Chanceler de Gbagbo diz ter negociado cessar-fogo na Costa do Marfim

Soldado leal a Ouattara Direito de imagem Reuters
Image caption Forças leais a Ouattara lançaram ofensiva na semana passada

O ministro do Exterior do governo da Costa do Marfim não-reconhecido pela ONU, Alcide Djedje, disse à BBC que chegou a um acordo de cessar-fogo após dias de confronto no país e que "a guerra acabou".

Djedje, que está na Embaixada francesa na principal cidade do país, Abdijan, representa Laurent Gbagbo, que se recusa a deixar a Presidência após ser derrotado nas últimas eleições por Alassane Ouattara, o presidente reconhecido internacionalmente.

A informação sobre o cessar-fogo ainda não foi confirmada por partidários de Ouattara e ainda não se sabe se Gbagbo teria concordado em deixar o poder.

De acordo com fontes da ONU e militares, Gbagbo estaria entrincheirado com sua família no porão da residência presidencial em Abidjan, que está cercada por tropas leais a Ouattara.

Um porta-voz de Gbagbo, Ahoua Don Mello, disse estar esperando por uma delegação da União Africana para que sejam realizadas negociações entre os dois lados.

Don Mello disse ainda que "as forças Republicanas (de Ouattara) não são uma grande preocupação agora, porque foram contidas pelo Exército Nacional (de Gbagbo). Mas estamos enfrentando um ataque do Exército francês com armamento pesado, aviões e por aí vai".

Residência presidencial

Mais cedo, forças leais a Alassane Ouattara afirmaram ter capturado a residência presidencial em Abidjan.

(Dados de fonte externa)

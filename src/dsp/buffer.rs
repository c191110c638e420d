use super::error::ChainError;
use super::signal::{new_shared_signal, Sample, SharedSignal};

/// An ordered tuple of shared signal references, one per port of a node
/// (§3, §4.2). Every contained signal shares the chain's current block
/// size; a `Buffer` with zero channels is a valid, empty buffer.
#[derive(Clone, Default)]
pub struct Buffer {
    signals: Vec<SharedSignal>,
    vector_size: usize,
}

impl Buffer {
    /// Builds an empty buffer with no channels.
    pub fn new_empty() -> Buffer {
        Buffer {
            signals: Vec::new(),
            vector_size: 0,
        }
    }

    /// Aggregates existing shared signals. All signals must already share
    /// the same size; that size becomes `vector_size`.
    pub fn from_signals(signals: Vec<SharedSignal>) -> Result<Buffer, ChainError> {
        let vector_size = match signals.first() {
            Some(s) => s.lock().size(),
            None => 0,
        };
        for s in &signals {
            let size = s.lock().size();
            if size != vector_size {
                return Err(ChainError::SizeMismatch {
                    expected: vector_size,
                    found: size,
                });
            }
        }
        Ok(Buffer {
            signals,
            vector_size,
        })
    }

    /// Allocates `n_channels` fresh signals of `n_samples` each, filled
    /// with `value`.
    pub fn new_filled(n_channels: usize, n_samples: usize, value: Sample) -> Buffer {
        let signals = (0..n_channels)
            .map(|_| new_shared_signal(n_samples, value))
            .collect();
        Buffer {
            signals,
            vector_size: n_samples,
        }
    }

    pub fn len(&self) -> usize {
        self.signals.len()
    }

    pub fn empty(&self) -> bool {
        self.signals.is_empty()
    }

    pub fn get_vector_size(&self) -> usize {
        self.vector_size
    }

    pub fn get(&self, index: usize) -> &SharedSignal {
        &self.signals[index]
    }

    pub fn iter(&self) -> impl Iterator<Item = &SharedSignal> {
        self.signals.iter()
    }
}

impl std::ops::Index<usize> for Buffer {
    type Output = SharedSignal;

    fn index(&self, index: usize) -> &SharedSignal {
        &self.signals[index]
    }
}

#[cfg(test)]
mod test {
    use super::*;

    #[test]
    fn empty_buffer() {
        let b = Buffer::new_empty();
        assert!(b.empty());
        assert_eq!(b.get_vector_size(), 0);
    }

    #[test]
    fn filled_buffer_shares_vector_size() {
        let b = Buffer::new_filled(2, 4, 0.0);
        assert_eq!(b.len(), 2);
        assert_eq!(b.get_vector_size(), 4);
    }

    #[test]
    fn mismatched_signals_rejected() {
        let a = new_shared_signal(4, 0.0);
        let b = new_shared_signal(5, 0.0);
        assert!(matches!(
            Buffer::from_signals(vec![a, b]),
            Err(ChainError::SizeMismatch { .. })
        ));
    }
}
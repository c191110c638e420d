use std::sync::Arc;

use parking_lot::Mutex;

use super::buffer::Buffer;
use super::prepareinfo::PrepareInfo;

/// A processor instance as the chain actually holds it: shared so that
/// attempting to register the same instance onto two nodes is expressible
/// at all (§4.3, §4.9 `ProcessorReused`), and mutex-guarded so `perform` can
/// take `&mut self` without the chain itself needing unique ownership.
pub type SharedProcessor = Arc<Mutex<dyn Processor>>;

/// Wraps a concrete processor into the shared handle [`Chain::add_processor`]
/// expects.
///
/// [`Chain::add_processor`]: super::chain::Chain::add_processor
pub fn new_shared_processor<P: Processor + 'static>(processor: P) -> SharedProcessor {
    Arc::new(Mutex::new(processor))
}

/// The contract a compute unit must satisfy to be wrapped into a [`super::node::Node`]
/// (§3, §4.3). This is the entire surface the chain calls into; what a
/// processor actually computes is out of scope for this crate.
pub trait Processor: Send {
    /// Fixed at construction; must not change for the processor's lifetime.
    fn num_inputs(&self) -> usize;

    /// Fixed at construction; must not change for the processor's lifetime.
    fn num_outputs(&self) -> usize;

    /// Called exactly once per prepare cycle. May allocate. Returns whether
    /// `perform` should be scheduled this cycle (`false` bypasses the node).
    fn prepare(
        &mut self,
        info: &PrepareInfo,
    ) -> Result<bool, Box<dyn std::error::Error + Send + Sync>>;

    /// Must not allocate, must not block. Reads `input`, writes `output`.
    fn perform(&mut self, input: &Buffer, output: &mut Buffer);

    /// Called exactly once per release. Frees resources.
    fn release(&mut self) -> Result<(), Box<dyn std::error::Error + Send + Sync>>;

    /// Default in-place policy: inlet `i` shares with outlet `i` whenever
    /// both ports exist. Override to reject specific pairs.
    fn is_inlet_inplace(&self, inlet: usize) -> Option<usize> {
        if inlet < self.num_outputs() {
            Some(inlet)
        } else {
            None
        }
    }

    /// Default in-place policy: outlet `i` shares with inlet `i` whenever
    /// both ports exist. Override to reject specific pairs.
    fn is_outlet_inplace(&self, outlet: usize) -> Option<usize> {
        if outlet < self.num_inputs() {
            Some(outlet)
        } else {
            None
        }
    }
}
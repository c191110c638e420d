//! Small fixture processors used by the `dsp` test suite and as worked
//! examples of the `Processor` trait. None of this is part of the graph
//! engine itself; a real host would supply its own processors.

mod count;
mod identity;
mod mute;
mod plus_signal;
mod print;
mod shared_signals_checker;
mod sig;

pub use count::Count;
pub use identity::Identity;
pub use mute::Mute;
pub use plus_signal::PlusSignal;
pub use print::Print;
pub use shared_signals_checker::SharedSignalsChecker;
pub use sig::Sig;
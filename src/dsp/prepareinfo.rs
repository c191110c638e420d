/// Per-node context handed to [`super::processor::Processor::prepare`].
///
/// Built fresh by [`super::node::Node::prepare`] each prepare cycle from the
/// node's current connection state (§3, §4.8): which inlets and outlets
/// currently have at least one active (non-disconnected) connection.
#[derive(Debug, Clone)]
pub struct PrepareInfo {
    pub sample_rate: usize,
    pub block_size: usize,
    pub inputs_connected: Vec<bool>,
    pub outputs_connected: Vec<bool>,
}

impl PrepareInfo {
    pub fn new(
        sample_rate: usize,
        block_size: usize,
        inputs_connected: Vec<bool>,
        outputs_connected: Vec<bool>,
    ) -> PrepareInfo {
        PrepareInfo {
            sample_rate,
            block_size,
            inputs_connected,
            outputs_connected,
        }
    }
}
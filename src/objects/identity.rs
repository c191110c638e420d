use std::sync::Arc;

use crate::dsp::prepareinfo::PrepareInfo;
use crate::dsp::processor::Processor;
use crate::dsp::Buffer;

/// Copies inlet 0 to outlet 0. Cooperates with the chain's in-place
/// decision: if the two ports end up bound to the same shared signal, the
/// copy is skipped rather than locking the same signal twice.
pub struct Identity;

impl Identity {
    pub fn new() -> Identity {
        Identity
    }
}

impl Default for Identity {
    fn default() -> Identity {
        Identity::new()
    }
}

impl Processor for Identity {
    fn num_inputs(&self) -> usize {
        1
    }

    fn num_outputs(&self) -> usize {
        1
    }

    fn prepare(&mut self, _info: &PrepareInfo) -> Result<bool, Box<dyn std::error::Error + Send + Sync>> {
        Ok(true)
    }

    fn perform(&mut self, input: &Buffer, output: &mut Buffer) {
        let src = input.get(0);
        let dst = output.get(0);
        if !Arc::ptr_eq(src, dst) {
            dst.lock().copy(&src.lock()).expect("matching block size");
        }
    }

    fn release(&mut self) -> Result<(), Box<dyn std::error::Error + Send + Sync>> {
        Ok(())
    }
}
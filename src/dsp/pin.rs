use super::connection::ConnectionId;
use super::signal::SharedSignal;

/// Shared state common to an [`super::inlet::Inlet`] and an
/// [`super::outlet::Outlet`] (§4.4): the port's signal binding, whether the
/// pin owns that signal outright or merely borrows it from upstream, and
/// the set of connections attached to this port.
#[derive(Default)]
pub struct Pin {
    signal: Option<SharedSignal>,
    owns_signal: bool,
    connections: Vec<ConnectionId>,
}

impl Pin {
    pub fn new() -> Pin {
        Pin {
            signal: None,
            owns_signal: false,
            connections: Vec::new(),
        }
    }

    pub fn signal(&self) -> Option<&SharedSignal> {
        self.signal.as_ref()
    }

    pub fn owns_signal(&self) -> bool {
        self.owns_signal
    }

    pub fn bind_signal(&mut self, signal: SharedSignal, owns: bool) {
        self.signal = Some(signal);
        self.owns_signal = owns;
    }

    /// Drops the signal reference and returns to the released state.
    pub fn release(&mut self) {
        self.signal = None;
        self.owns_signal = false;
    }

    /// Zeroes the bound signal, but only when this pin owns it: a pin
    /// borrowing an upstream signal must never clear someone else's data.
    pub fn clean(&mut self) {
        if self.owns_signal {
            if let Some(sig) = &self.signal {
                sig.lock().clear();
            }
        }
    }

    pub fn connections(&self) -> &[ConnectionId] {
        &self.connections
    }

    /// Adds `c` to the connection set. Returns whether membership changed.
    pub fn add_connection(&mut self, c: ConnectionId) -> bool {
        if self.connections.contains(&c) {
            false
        } else {
            self.connections.push(c);
            true
        }
    }

    /// Removes `c` from the connection set. Returns whether membership changed.
    pub fn remove_connection(&mut self, c: ConnectionId) -> bool {
        let before = self.connections.len();
        self.connections.retain(|x| *x != c);
        self.connections.len() != before
    }
}
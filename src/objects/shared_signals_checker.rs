use std::sync::Arc;

use parking_lot::Mutex;

use crate::dsp::prepareinfo::PrepareInfo;
use crate::dsp::processor::Processor;
use crate::dsp::signal::SharedSignal;
use crate::dsp::Buffer;

/// Three inlets, one outlet. Does no signal processing; every `perform`
/// just snapshots the `SharedSignal` handles it was bound, so a test can
/// compare pointer identity across nodes and confirm the chain really
/// shares one signal across every disconnected, non-in-place port.
pub struct SharedSignalsChecker {
    captured_inputs: Arc<Mutex<Vec<SharedSignal>>>,
    captured_outputs: Arc<Mutex<Vec<SharedSignal>>>,
}

pub type Capture = Arc<Mutex<Vec<SharedSignal>>>;

impl SharedSignalsChecker {
    /// Returns the processor plus the two handles its captured inlet and
    /// outlet signals are written to on every `perform`.
    pub fn new() -> (SharedSignalsChecker, Capture, Capture) {
        let inputs: Capture = Arc::new(Mutex::new(Vec::new()));
        let outputs: Capture = Arc::new(Mutex::new(Vec::new()));
        (
            SharedSignalsChecker {
                captured_inputs: Arc::clone(&inputs),
                captured_outputs: Arc::clone(&outputs),
            },
            inputs,
            outputs,
        )
    }
}

impl Processor for SharedSignalsChecker {
    fn num_inputs(&self) -> usize {
        3
    }

    fn num_outputs(&self) -> usize {
        1
    }

    fn prepare(&mut self, _info: &PrepareInfo) -> Result<bool, Box<dyn std::error::Error + Send + Sync>> {
        Ok(true)
    }

    fn perform(&mut self, input: &Buffer, output: &mut Buffer) {
        *self.captured_inputs.lock() = input.iter().cloned().collect();
        *self.captured_outputs.lock() = output.iter().cloned().collect();
    }

    fn release(&mut self) -> Result<(), Box<dyn std::error::Error + Send + Sync>> {
        Ok(())
    }

    // No in-place sharing: every port's binding is governed purely by its
    // own connectivity, so the captured pointers reflect only the chain's
    // unconnected-port sharing, not in-place aliasing.
    fn is_inlet_inplace(&self, _inlet: usize) -> Option<usize> {
        None
    }

    fn is_outlet_inplace(&self, _outlet: usize) -> Option<usize> {
        None
    }
}
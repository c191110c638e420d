use super::connection::ConnectionId;
use super::pin::Pin;
use super::signal::SharedSignal;

/// The pull strategy an inlet commits to during `prepare` (§4.5) and
/// replays, unchanged, on every `perform` until the next prepare.
#[derive(Debug, Clone)]
pub enum PullStrategy {
    /// No active connection: the inlet owns a fresh, permanently silent
    /// signal. `perform` is a no-op.
    None,
    /// Exactly one active connection, read-acquired: downstream reads the
    /// upstream outlet's signal directly. `perform` is a no-op.
    PassThrough,
    /// Acquisition was refused (or there is genuine fan-in): the inlet owns
    /// a private signal. `perform` copies the first active connection's
    /// signal into it, then adds every subsequent one.
    CopyAndAdd,
    /// A writable signal was acquired from `acquired`: the inlet's bound
    /// signal *is* that upstream outlet's signal. `perform` adds every
    /// *other* active connection's signal into it; the acquired source's
    /// own contribution is already present by construction.
    AddIntoShared { acquired: ConnectionId },
}

/// One input port of a [`super::node::Node`] (§4.5).
pub struct Inlet {
    index: usize,
    pin: Pin,
    strategy: PullStrategy,
}

impl Inlet {
    pub fn new(index: usize) -> Inlet {
        Inlet {
            index,
            pin: Pin::new(),
            strategy: PullStrategy::None,
        }
    }

    pub fn index(&self) -> usize {
        self.index
    }

    pub fn pin(&self) -> &Pin {
        &self.pin
    }

    pub fn pin_mut(&mut self) -> &mut Pin {
        &mut self.pin
    }

    pub fn strategy(&self) -> &PullStrategy {
        &self.strategy
    }

    pub fn is_connected(&self) -> bool {
        !self.pin.connections().is_empty()
    }

    /// Binds the inlet's signal and records the chosen strategy. Called by
    /// the chain once per prepare after walking this inlet's active
    /// connections and attempting acquisition (§4.5).
    pub fn bind(&mut self, signal: SharedSignal, owns: bool, strategy: PullStrategy) {
        self.pin.bind_signal(signal, owns);
        self.strategy = strategy;
    }

    pub fn release(&mut self) {
        self.pin.release();
        self.strategy = PullStrategy::None;
    }

    /// Executes the bound pull strategy. `active` lists every non-locked,
    /// non-disconnected connection's current source signal, in the same
    /// order as `self.pin().connections()`, tagged with its id so
    /// `AddIntoShared` can skip the one it already shares storage with.
    pub fn perform(&mut self, active: &[(ConnectionId, SharedSignal)]) {
        match &self.strategy {
            PullStrategy::None | PullStrategy::PassThrough => {}
            PullStrategy::CopyAndAdd => {
                let dst = match self.pin.signal() {
                    Some(s) => s.clone(),
                    None => return,
                };
                let mut iter = active.iter();
                if let Some((_, first)) = iter.next() {
                    dst.lock().copy(&first.lock()).expect("matching block size");
                }
                for (_, src) in iter {
                    dst.lock().add(&src.lock()).expect("matching block size");
                }
            }
            PullStrategy::AddIntoShared { acquired } => {
                let dst = match self.pin.signal() {
                    Some(s) => s.clone(),
                    None => return,
                };
                for (id, src) in active {
                    if id == acquired {
                        continue;
                    }
                    dst.lock().add(&src.lock()).expect("matching block size");
                }
            }
        }
    }
}
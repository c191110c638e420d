use std::sync::Arc;

use parking_lot::Mutex;

use super::error::ChainError;

/// The floating-point type carried by every [`Signal`] in the graph.
///
/// Selected at build time via the `f64_samples` feature so that `perform`
/// stays monomorphic over a single concrete type; see `SPEC_FULL.md` §10.
#[cfg(not(feature = "f64_samples"))]
pub type Sample = f32;

#[cfg(feature = "f64_samples")]
pub type Sample = f64;

/// One contiguous, owned block of `size` audio samples.
///
/// A Signal's size is fixed for its lifetime (§4.1). Signals are shared
/// between nodes via [`SharedSignal`], never copied implicitly.
#[derive(Debug, Clone)]
pub struct Signal {
    data: Vec<Sample>,
}

impl Signal {
    /// Allocates a new signal of `size` samples, each initialized to `value`.
    ///
    /// Panics if `size == 0`: a zero-size signal is a precondition violation,
    /// not a recoverable error (§4.1).
    pub fn new(size: usize, value: Sample) -> Signal {
        assert!(size > 0, "Signal size must be positive");
        Signal {
            data: vec![value; size],
        }
    }

    /// Allocates a new zero-filled signal of `size` samples.
    pub fn new_zeroed(size: usize) -> Signal {
        Signal::new(size, 0.0)
    }

    pub fn size(&self) -> usize {
        self.data.len()
    }

    pub fn as_slice(&self) -> &[Sample] {
        &self.data
    }

    pub fn as_mut_slice(&mut self) -> &mut [Sample] {
        &mut self.data
    }

    pub fn fill(&mut self, value: Sample) {
        for s in self.data.iter_mut() {
            *s = value;
        }
    }

    pub fn clear(&mut self) {
        self.fill(0.0);
    }

    /// Copies `other` into `self`. Fails with [`ChainError::SizeMismatch`]
    /// when the sizes differ.
    pub fn copy(&mut self, other: &Signal) -> Result<(), ChainError> {
        if self.size() != other.size() {
            return Err(ChainError::SizeMismatch {
                expected: self.size(),
                found: other.size(),
            });
        }
        self.data.copy_from_slice(&other.data);
        Ok(())
    }

    /// Adds `other` into `self` elementwise. Fails with
    /// [`ChainError::SizeMismatch`] when the sizes differ.
    pub fn add(&mut self, other: &Signal) -> Result<(), ChainError> {
        if self.size() != other.size() {
            return Err(ChainError::SizeMismatch {
                expected: self.size(),
                found: other.size(),
            });
        }
        for (s, o) in self.data.iter_mut().zip(other.data.iter()) {
            *s += *o;
        }
        Ok(())
    }

    /// Elementwise `out = a + b`. All three signals must share the same size.
    pub fn add_into(a: &Signal, b: &Signal, out: &mut Signal) -> Result<(), ChainError> {
        if a.size() != b.size() || a.size() != out.size() {
            return Err(ChainError::SizeMismatch {
                expected: a.size(),
                found: b.size(),
            });
        }
        for ((o, x), y) in out.data.iter_mut().zip(a.data.iter()).zip(b.data.iter()) {
            *o = *x + *y;
        }
        Ok(())
    }
}

/// A reference-counted, lock-guarded handle to a [`Signal`].
///
/// Several pins across different nodes may hold the same `SharedSignal`
/// (§3). The lock is never contended in practice: all mutation happens
/// while the owning `Chain`'s tick mutex is held, so this is plain shared
/// ownership with no GC, not a concurrency primitive in its own right.
pub type SharedSignal = Arc<Mutex<Signal>>;

pub fn new_shared_signal(size: usize, value: Sample) -> SharedSignal {
    Arc::new(Mutex::new(Signal::new(size, value)))
}

#[cfg(test)]
mod test {
    use super::*;

    #[test]
    fn fill_and_clear() {
        let mut s = Signal::new(4, 1.0);
        assert_eq!(s.as_slice(), &[1.0, 1.0, 1.0, 1.0]);
        s.clear();
        assert_eq!(s.as_slice(), &[0.0, 0.0, 0.0, 0.0]);
        s.fill(2.5);
        assert_eq!(s.as_slice(), &[2.5, 2.5, 2.5, 2.5]);
    }

    #[test]
    fn copy_and_add() {
        let a = Signal::new(3, 1.0);
        let b = Signal::new(3, 2.0);
        let mut dst = Signal::new(3, 0.0);
        dst.copy(&a).unwrap();
        assert_eq!(dst.as_slice(), &[1.0, 1.0, 1.0]);
        dst.add(&b).unwrap();
        assert_eq!(dst.as_slice(), &[3.0, 3.0, 3.0]);
    }

    #[test]
    fn size_mismatch_is_an_error() {
        let a = Signal::new(3, 1.0);
        let mut b = Signal::new(4, 1.0);
        assert!(matches!(
            b.copy(&a),
            Err(ChainError::SizeMismatch { .. })
        ));
    }

    #[test]
    fn static_add_into() {
        let a = Signal::new(2, 1.0);
        let b = Signal::new(2, 4.0);
        let mut out = Signal::new(2, 0.0);
        Signal::add_into(&a, &b, &mut out).unwrap();
        assert_eq!(out.as_slice(), &[5.0, 5.0]);
    }

    #[test]
    #[should_panic]
    fn zero_size_is_rejected() {
        Signal::new(0, 0.0);
    }
}
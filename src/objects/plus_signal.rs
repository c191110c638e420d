use std::sync::Arc;

use crate::dsp::prepareinfo::PrepareInfo;
use crate::dsp::processor::Processor;
use crate::dsp::Buffer;

/// Two inlets, one outlet: `outlet = inlet0 + inlet1`. Outlet 0 is
/// in-place compatible with inlet 0 (the default policy already gives this;
/// inlet 1 has no matching outlet and is never in-place).
pub struct PlusSignal;

impl PlusSignal {
    pub fn new() -> PlusSignal {
        PlusSignal
    }
}

impl Default for PlusSignal {
    fn default() -> PlusSignal {
        PlusSignal::new()
    }
}

impl Processor for PlusSignal {
    fn num_inputs(&self) -> usize {
        2
    }

    fn num_outputs(&self) -> usize {
        1
    }

    fn prepare(&mut self, _info: &PrepareInfo) -> Result<bool, Box<dyn std::error::Error + Send + Sync>> {
        Ok(true)
    }

    fn perform(&mut self, input: &Buffer, output: &mut Buffer) {
        let a = input.get(0);
        let b = input.get(1);
        let out = output.get(0);
        if !Arc::ptr_eq(a, out) {
            out.lock().copy(&a.lock()).expect("matching block size");
        }
        out.lock().add(&b.lock()).expect("matching block size");
    }

    fn release(&mut self) -> Result<(), Box<dyn std::error::Error + Send + Sync>> {
        Ok(())
    }
}
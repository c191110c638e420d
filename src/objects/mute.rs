use crate::dsp::prepareinfo::PrepareInfo;
use crate::dsp::processor::Processor;
use crate::dsp::signal::Sample;
use crate::dsp::Buffer;

/// No inlets, one outlet. `prepare` always reports `want_perform = false`,
/// so the chain never calls `perform` on it: a fixture for the bypass path
/// described by `Processor::prepare`'s return value.
pub struct Mute {
    value: Sample,
}

impl Mute {
    pub fn new(value: Sample) -> Mute {
        Mute { value }
    }
}

impl Processor for Mute {
    fn num_inputs(&self) -> usize {
        0
    }

    fn num_outputs(&self) -> usize {
        1
    }

    fn prepare(&mut self, _info: &PrepareInfo) -> Result<bool, Box<dyn std::error::Error + Send + Sync>> {
        Ok(false)
    }

    fn perform(&mut self, _input: &Buffer, output: &mut Buffer) {
        output.get(0).lock().fill(self.value);
    }

    fn release(&mut self) -> Result<(), Box<dyn std::error::Error + Send + Sync>> {
        Ok(())
    }
}
use super::node::NodeId;

/// An immutable descriptor of one requested point-to-point port connection
/// (§3): the public, caller-facing counterpart of the internal
/// [`super::connection::Connection`], which additionally carries prepare-time
/// acquisition and locking state.
#[derive(Debug, Copy, Clone, PartialEq, Eq, Hash)]
pub struct Link {
    pub src_node: NodeId,
    pub src_outlet: usize,
    pub dst_node: NodeId,
    pub dst_inlet: usize,
}

impl Link {
    pub fn new(src_node: NodeId, src_outlet: usize, dst_node: NodeId, dst_inlet: usize) -> Link {
        Link {
            src_node,
            src_outlet,
            dst_node,
            dst_inlet,
        }
    }
}
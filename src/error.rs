//! Error taxonomy for schema resolution and row decoding.
//!
//! Schema problems abort a read before any data row is touched; row problems
//! carry the 1-based data row index (header excluded) plus the field name so
//! a failure points at the offending cell.

use std::path::PathBuf;

use thiserror::Error;

use crate::schema::ScalarType;

/// Root error for a read operation.
#[derive(Debug, Error)]
pub enum ReadError {
    #[error(transparent)]
    Schema(#[from] SchemaError),

    #[error(transparent)]
    Row(#[from] RowDecodeError),

    #[error("failed to read delimited input: {0}")]
    Csv(#[from] csv::Error),

    #[error("failed to read '{path}': {source}")]
    Io {
        path: PathBuf,
        #[source]
        source: std::io::Error,
    },
}

/// Header or configuration problems. Always fatal, never partial.
#[derive(Debug, Error)]
pub enum SchemaError {
    #[error("input is empty; the first line must be a header")]
    MissingHeader,

    #[error("header cell '{cell}' has an empty field name")]
    EmptyFieldName { cell: String },

    #[error("unrecognized type '{token}' in header cell '{cell}'")]
    UnknownType { cell: String, token: String },

    #[error("{mode} mode requires both coordinate column names to be configured")]
    MissingCoordinateColumns { mode: &'static str },

    #[error("coordinate column '{name}' not found in header")]
    UnknownCoordinateColumn { name: String },

    #[error("header declares more than one geometry column ('{first}' and '{second}')")]
    MultipleGeometryColumns { first: String, second: String },

    #[error("header already defines field '{name}', which is reserved for the synthesized geometry column")]
    ReservedFieldName { name: String },
}

/// A cell that cannot be coerced to its field's resolved type.
///
/// Fails the whole row, and a failed row aborts the whole read; partial
/// records are never produced.
#[derive(Debug, Error)]
pub enum RowDecodeError {
    #[error("row {row}: cannot parse '{value}' as {ty} for field '{field}'")]
    Scalar {
        row: usize,
        field: String,
        value: String,
        ty: ScalarType,
    },

    #[error("row {row}: field '{field}': {source}")]
    Geometry {
        row: usize,
        field: String,
        #[source]
        source: GeometryError,
    },
}

/// Failure to decode a geometry payload in the configured encoding.
#[derive(Debug, Error)]
pub enum GeometryError {
    #[error("invalid WKT: {0}")]
    Wkt(String),

    #[error("invalid WKB hex payload: {0}")]
    WkbHex(#[from] hex::FromHexError),

    #[error("invalid WKB: {0}")]
    Wkb(String),

    #[error("invalid GeoJSON geometry: {0}")]
    GeoJson(String),

    #[error("invalid XML geometry fragment: {0}")]
    Xml(String),

    #[error("unsupported XML geometry element '{0}'")]
    UnsupportedXmlElement(String),

    #[error("coordinate '{0}' is neither a decimal number nor a DMS expression")]
    Coordinate(String),
}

A informação não foi confirmada de forma independente. Um dos aliados de Gbagbo em Londres, Adbob George Bayeto, negou a captura do prédio e disse que se tratava "de propaganda" e "guerra psicológica".

Um porta-voz de Ouattara, entretanto, disse à BBC que Gbagbo foi visto na residência presidencial e que forças leais ao presidente eleito realizavam buscas no local na madrugada desta terça-feira.

Segundo Patrick Achi, se Gbagbo for capturado será “preso e levado à Justiça”.

Helicópteros da ONU e da França atacaram alvos próximos à residência presidencial. O secretário-geral da ONU, Ban Ki-moon, afirmou que os ataques tinham como objetivo proteger civis e não eram uma declaração de guerra a Gbagbo.

Na manhã desta terça-feira, a cidade de Abidjan foi palco de novos disparos de armamentos pesados.

Segundo o correspondente da BBC em Abidjan Andrew Harding, a situação parecia caminhar para a deposição de Gbagbo.

Eleições

Laurent Gbagbo se recusa a deixar o poder apesar de os resultados das eleições de novembro, aprovados pela ONU, terem indicado sua derrota para Ouattara.

Logo após a divulgação dos resultados, o governo anulou o conteúdo de urnas no norte do país, afirmando que houve fraude, e declarou Gbagbo vencedor.

Desde então o país vem sendo palco de disputas intensas entre forças leais aos dois lados. A violência já deixou centenas de mortos.

Na semana passada, forças leais a Ouattara lançaram uma ofensiva militar para tentar retirar Gbagbo do poder.

A França, antigo poder colonial no país, mantém forças de paz na Costa do Marfim desde o fim da guerra civil, há uma década.

O comandante das forças de paz da ONU no país, Alain Le Roy, disse que a decisão do ataque na segunda-feira foi tomada com base em uma resolução do Conselho de Segurança da ONU que autoriza esse tipo de ação.

Segundo ele, a intensidade do uso de armamentos pelas forças de Gbagbo e os calibres das armas vinham aumentando fortemente nos últimos dias.

A missão da ONU no país também teria sido alvo de ataques contínuos, segundo ele.

A ONU anunciou ainda que enviará à Costa do Marfim um representante para investigar um massacre de centenas de civis na cidade de Duekoue, no oeste do país, na semana passada.

Simpatizantes de Ouattara e de Gbagbo se acusam mutuamente pelas mortes. Segundo o Comitê da Cruz Vermelha Internacional, pelo menos 800 pessoas teriam sido mortas.